The international community should write off Haiti's remaining debt to help the impoverished Caribbean island rebuild after this week's earthquake, development campaigners said on Friday. The Jubilee Debt Campaign, which says that debt repayments and loan conditions cripple economic development in poor countries, also criticized the International Monetary Fund for lending more funds to Haiti this week. "Haiti's dire poverty has been built on centuries of injustice perpetrated against the country by the rich world.

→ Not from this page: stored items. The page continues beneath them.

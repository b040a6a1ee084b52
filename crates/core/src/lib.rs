//! Shared domain types for the DreamCanvas backend.
//!
//! - [`task`]: generation task records, statuses and metadata.
//! - [`project`]: project manifest, assets and generation history.
//! - [`storage`]: the [`ProjectStore`](storage::ProjectStore) port and its
//!   on-disk implementation.
//! - [`backup`]: zip snapshots of the storage root.
//! - [`error`]: the domain error type shared by every crate.

pub mod backup;
pub mod error;
pub mod hashing;
pub mod project;
pub mod storage;
pub mod task;
pub mod types;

It is time for our part of the world to pay its debt to Haiti," the campaign's director, Nick Dearden, said. "That means full cancellation of all of Haiti's debts and large grant funding." Dearden said it was "completely inappropriate" for international institutions such as the IMF to be making new loans which would only saddle Haiti with more debt. The IMF said on Thursday it would increase Haiti's existing loan program by $100 million to help it recover from the earthquake. Haiti received $1.2 billion debt relief from the IMF and World Bank last year, but campaigners say it still has more than $600 million in debt on its books. "Not only is lending the wrong solution for Haiti, but the IMF's loans come with conditions," the JDC said. "Haiti is still suffering as a result of conditions applied to its economy in the past."